Une circulaire interministérielle encourageait en 2021 le déploiement de ce dispositif, expérimenté dans plusieurs villes et à Paris depuis fin 2022 où il a été pérennisé en octobre, via la signature d’une convention entre le parquet de Paris, la préfecture de police et l’AP-HP. Depuis 2022, à Paris, 46 victimes y ont eu recours et 14 ont déposé plainte, selon la Maison des femmes.
- "Le cerveau disjoncte" -
De nombreuses raisons expliquent qu’une victime peut avoir du mal à porter plainte.
D'abord "le vécu de honte, et l'angoisse qui amène à éviter le récit du viol, ou même à ne plus y penser", explique le Dr Dauchy. Ensuite, lorsque l'agresseur est un membre de son entourage professionnel, un autre étudiant, un "ami", "la peur d’être celle qui détruit l’équilibre du groupe familial, amical, professionnel", détaille-t-elle.
L'inversion de culpabilité aussi, qui amène la femme à se demander si elle n'a pas provoqué ou permis l'acte.
Certaines, en raison de mécanismes de "sidération ou de dépersonnalisation, ont été incapables de bouger pendant l'agression, ou avaient l’impression de se regarder de l’extérieur". "C’est un mécanisme psychique de défense face à une situation très stressante ou violente: le cerveau disjoncte", explique la psychiatre.

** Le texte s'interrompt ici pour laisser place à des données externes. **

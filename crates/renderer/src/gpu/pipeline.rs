use crate::compile::{compile_fragment_shader, compile_vertex_shader, CompileError};

/// Resources shared by every compiled shader pipeline.
///
/// The uniform bind-group layout and the vertex module are fixed for the
/// lifetime of the engine; only the fragment stage changes when the user
/// edits the shader, so swaps rebuild as little as possible.
pub(crate) struct PipelineLayouts {
    pub uniform_layout: wgpu::BindGroupLayout,
    pub pipeline_layout: wgpu::PipelineLayout,
    pub vertex_module: wgpu::ShaderModule,
}

impl PipelineLayouts {
    pub fn new(device: &wgpu::Device, vertex_source: &str) -> Result<Self, CompileError> {
        let uniform_layout = device.create_bind_group_layout(&wgpu::BindGroupLayoutDescriptor {
            label: Some("uniform layout"),
            entries: &[wgpu::BindGroupLayoutEntry {
                binding: 0,
                visibility: wgpu::ShaderStages::VERTEX_FRAGMENT,
                ty: wgpu::BindingType::Buffer {
                    ty: wgpu::BufferBindingType::Uniform,
                    has_dynamic_offset: false,
                    min_binding_size: None,
                },
                count: None,
            }],
        });

        let pipeline_layout = device.create_pipeline_layout(&wgpu::PipelineLayoutDescriptor {
            label: Some("shader pipeline layout"),
            bind_group_layouts: &[&uniform_layout],
            push_constant_ranges: &[],
        });

        let vertex_module = compile_vertex_shader(device, vertex_source)?;

        Ok(Self {
            uniform_layout,
            pipeline_layout,
            vertex_module,
        })
    }
}

/// A compiled, drawable shader program.
///
/// Built wholesale from fragment source and replaced atomically on every
/// successful edit; never mutated in place.
pub(crate) struct ShaderPipeline {
    pub pipeline: wgpu::RenderPipeline,
}

impl ShaderPipeline {
    pub fn new(
        device: &wgpu::Device,
        layouts: &PipelineLayouts,
        target_format: wgpu::TextureFormat,
        sample_count: u32,
        fragment_source: &str,
    ) -> Result<Self, CompileError> {
        let fragment_module = compile_fragment_shader(device, fragment_source)?;

        let pipeline = device.create_render_pipeline(&wgpu::RenderPipelineDescriptor {
            label: Some("shader pipeline"),
            layout: Some(&layouts.pipeline_layout),
            vertex: wgpu::VertexState {
                module: &layouts.vertex_module,
                entry_point: Some("main"),
                buffers: &[],
                compilation_options: wgpu::PipelineCompilationOptions::default(),
            },
            primitive: wgpu::PrimitiveState {
                topology: wgpu::PrimitiveTopology::TriangleList,
                strip_index_format: None,
                front_face: wgpu::FrontFace::Ccw,
                cull_mode: None,
                polygon_mode: wgpu::PolygonMode::Fill,
                unclipped_depth: false,
                conservative: false,
            },
            depth_stencil: None,
            multisample: wgpu::MultisampleState {
                count: sample_count,
                mask: !0,
                alpha_to_coverage_enabled: false,
            },
            fragment: Some(wgpu::FragmentState {
                module: &fragment_module,
                entry_point: Some("main"),
                targets: &[Some(wgpu::ColorTargetState {
                    format: target_format,
                    blend: Some(wgpu::BlendState::REPLACE),
                    write_mask: wgpu::ColorWrites::ALL,
                })],
                compilation_options: wgpu::PipelineCompilationOptions::default(),
            }),
            multiview: None,
            cache: None,
        });

        Ok(Self { pipeline })
    }
}
impl RenderEngine {
    /// Builds an engine presenting into the supplied window.
    pub fn for_window<T>(
        target: &T,
        initial_size: PhysicalSize<u32>,
        vertex_source: &str,
        antialiasing: Antialiasing,
    ) -> Result<Self>
    where
        T: HasDisplayHandle + HasWindowHandle,
    {
        let context = GpuContext::for_window(target, initial_size, antialiasing)?;
        Self::from_context(context, vertex_source)
    }

    /// Builds a headless engine whose frames are only reachable via capture.
    pub fn offscreen(
        initial_size: PhysicalSize<u32>,
        vertex_source: &str,
        antialiasing: Antialiasing,
    ) -> Result<Self> {
        let context = GpuContext::offscreen(initial_size, antialiasing)?;
        Self::from_context(context, vertex_source)
    }

    fn from_context(context: GpuContext, vertex_source: &str) -> Result<Self> {
        let layouts = PipelineLayouts::new(&context.device, vertex_source)
            .map_err(|err| anyhow!("failed to compile vertex stage: {err}"))?;

        let uniforms = ViewerUniforms::new(context.size.width, context.size.height);
        let uniform_buffer = context.device.create_buffer(&wgpu::BufferDescriptor {
            label: Some("uniform buffer"),
            size: std::mem::size_of::<ViewerUniforms>() as u64,
            usage: wgpu::BufferUsages::UNIFORM | wgpu::BufferUsages::COPY_DST,
            mapped_at_creation: false,
        });
        let uniform_bind_group = context
            .device
            .create_bind_group(&wgpu::BindGroupDescriptor {
                label: Some("uniform bind group"),
                layout: &layouts.uniform_layout,
                entries: &[wgpu::BindGroupEntry {
                    binding: 0,
                    resource: uniform_buffer.as_entire_binding(),
                }],
            });
        context
            .queue
            .write_buffer(&uniform_buffer, 0, bytemuck::bytes_of(&uniforms));

        let multisample_target = MultisampleTarget::for_context(&context);

        Ok(Self {
            context,
            layouts,
            uniform_buffer,
            uniform_bind_group,
            uniforms,
            current: None,
            multisample_target,
            capture: None,
        })
    }

    pub fn size(&self) -> PhysicalSize<u32> {
        self.context.size
    }

    pub fn has_program(&self) -> bool {
        self.current.is_some()
    }

    /// Reacts to host resize events.
    ///
    /// Only swapchain configuration and the `r` uniform change; the active
    /// program is untouched, so this is safe to apply between any two frames.
    pub fn resize(&mut self, new_size: PhysicalSize<u32>) {
        if new_size.width == 0 || new_size.height == 0 {
            return;
        }
        self.context.resize(new_size);
        self.uniforms
            .set_resolution(self.context.size.width as f32, self.context.size.height as f32);
        self.multisample_target = MultisampleTarget::for_context(&self.context);
        self.capture = None;
    }

    /// Attempts to build and activate a new program from fragment source.
    ///
    /// On success the new pipeline atomically replaces the active one. On
    /// failure the attempt is discarded, the previously active program keeps
    /// rendering, and the compiler diagnostic is returned to the caller.
    pub fn set_fragment_source(&mut self, source: &str) -> Result<(), CompileError> {
        let pipeline = ShaderPipeline::new(
            &self.context.device,
            &self.layouts,
            self.context.surface_format,
            self.context.sample_count,
            source,
        )?;
        self.current = Some(pipeline);
        Ok(())
    }

    /// Draws the active program into the swapchain and presents.
    ///
    /// Idempotent and safe to call at any time; with no active program the
    /// frame is cleared to black.
    pub fn render_frame(
        &mut self,
        sample: TimeSample,
        params: ParameterValues,
    ) -> Result<(), wgpu::SurfaceError> {
        self.upload_uniforms(sample, params);

        let frame = self.context.acquire_frame()?;
        let view = frame
            .texture
            .create_view(&wgpu::TextureViewDescriptor::default());
        let mut encoder =
            self.context
                .device
                .create_command_encoder(&wgpu::CommandEncoderDescriptor {
                    label: Some("render encoder"),
                });

        let msaa_view = self.multisample_target.as_ref().map(|msaa| &msaa.view);
        self.encode_draw(&mut encoder, &view, msaa_view);

        self.context.queue.submit(std::iter::once(encoder.finish()));
        frame.present();
        tracing::trace!(
            t = self.uniforms.t,
            frame = sample.frame_index,
            "presented frame"
        );
        Ok(())
    }

    /// Renders one frame at the supplied sample and reads the pixels back.
    ///
    /// Capture goes through a dedicated offscreen target so logical time is
    /// the only input: the same shader, parameters, and sample always
    /// produce the same pixels regardless of how long the readback takes.
    pub fn render_capture(
        &mut self,
        sample: TimeSample,
        params: ParameterValues,
    ) -> Result<FramePixels> {
        self.upload_uniforms(sample, params);

        if self
            .capture
            .as_ref()
            .map(|capture| capture.size != self.context.size)
            .unwrap_or(true)
        {
            self.capture = Some(CaptureTarget::new(&self.context)?);
        }
        let capture = self.capture.as_ref().expect("capture target just ensured");

        let mut encoder =
            self.context
                .device
                .create_command_encoder(&wgpu::CommandEncoderDescriptor {
                    label: Some("capture encoder"),
                });

        let msaa_view = capture.msaa_view.as_ref();
        self.encode_draw(&mut encoder, &capture.view, msaa_view);

        encoder.copy_texture_to_buffer(
            wgpu::TexelCopyTextureInfo {
                texture: &capture.texture,
                mip_level: 0,
                origin: wgpu::Origin3d::ZERO,
                aspect: wgpu::TextureAspect::All,
            },
            wgpu::TexelCopyBufferInfo {
                buffer: &capture.readback,
                layout: wgpu::TexelCopyBufferLayout {
                    offset: 0,
                    bytes_per_row: Some(capture.padded_bytes_per_row),
                    rows_per_image: Some(capture.size.height),
                },
            },
            wgpu::Extent3d {
                width: capture.size.width,
                height: capture.size.height,
                depth_or_array_layers: 1,
            },
        );

        self.context.queue.submit(std::iter::once(encoder.finish()));

        let buffer_slice = capture.readback.slice(..);
        let (sender, receiver) = mpsc::channel();
        buffer_slice.map_async(wgpu::MapMode::Read, move |result| {
            let _ = sender.send(result);
        });
        self.context
            .device
            .poll(wgpu::PollType::Wait)
            .context("failed to wait for GPU readback")?;
        receiver
            .recv()
            .map_err(|_| anyhow!("GPU readback callback was dropped"))?
            .context("GPU buffer mapping failed")?;

        let mapped = buffer_slice.get_mapped_range();
        let mut rgba = tighten_rows(
            &mapped,
            capture.unpadded_bytes_per_row,
            capture.padded_bytes_per_row,
            capture.size.height,
        )?;
        drop(mapped);
        capture.readback.unmap();

        swizzle_to_rgba(&mut rgba, self.context.surface_format)?;

        Ok(FramePixels {
            rgba,
            width: capture.size.width,
            height: capture.size.height,
        })
    }

    fn upload_uniforms(&mut self, sample: TimeSample, params: ParameterValues) {
        self.uniforms.set_time(sample.seconds);
        self.uniforms.set_params(params);
        self.context
            .queue
            .write_buffer(&self.uniform_buffer, 0, bytemuck::bytes_of(&self.uniforms));
    }

    fn encode_draw(
        &self,
        encoder: &mut wgpu::CommandEncoder,
        view: &wgpu::TextureView,
        msaa_view: Option<&wgpu::TextureView>,
    ) {
        let (attachment_view, resolve_target) = match msaa_view {
            Some(msaa) => (msaa, Some(view)),
            None => (view, None),
        };

        let mut render_pass = encoder.begin_render_pass(&wgpu::RenderPassDescriptor {
            label: Some("render pass"),
            color_attachments: &[Some(wgpu::RenderPassColorAttachment {
                view: attachment_view,
                depth_slice: None,
                resolve_target,
                ops: wgpu::Operations {
                    load: wgpu::LoadOp::Clear(wgpu::Color::BLACK),
                    store: wgpu::StoreOp::Store,
                },
            })],
            depth_stencil_attachment: None,
            occlusion_query_set: None,
            timestamp_writes: None,
        });

        if let Some(current) = self.current.as_ref() {
            render_pass.set_pipeline(&current.pipeline);
            render_pass.set_bind_group(0, &self.uniform_bind_group, &[]);
            // Two triangles generated in the vertex stage cover the surface
            // edge to edge.
            render_pass.draw(0..6, 0..1);
        }
    }
}
//! Client for the shader service Shaderdesk talks to.
//!
//! One base URL hosts three collaborators the viewer depends on: the static
//! default shader assets fetched once at startup, the named shader store
//! (create / list / fetch-by-id), and the video encoding endpoint that turns
//! a captured frame sequence into a downloadable artifact. All calls are
//! blocking and carry enough context for the caller's error surface.

mod remote;

pub use remote::{SavedShader, ShaderStoreClient, ShaderSummary, StoreConfig};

Parfois, ne s’étant pas débattues, n’ayant pas crié, elles se sentent coupables et se disent qu’elles ne seront pas crues. A la Maison des femmes, un psychiatre ou psychologue leur explique les mécanismes à l’œuvre, ce qui les "déculpabilise".
"Nous prenons en charge le plus tôt possible les conséquences psychiques de la violence, qui justement les empêchent de déposer plainte. Ne pas oser parler, ne pas être cru au contraire aggrave les conséquences psychiques de la violence", explique le Dr Dauchy.
Quelques jours, semaines ou mois plus tard, certaines ont pu assez reprendre confiance en elles pour oser s'opposer à l’agresseur et sont prêtes à déposer plainte. L'analyse des éléments conservés permettra alors, peut-être, d'éviter le seul "parole contre parole".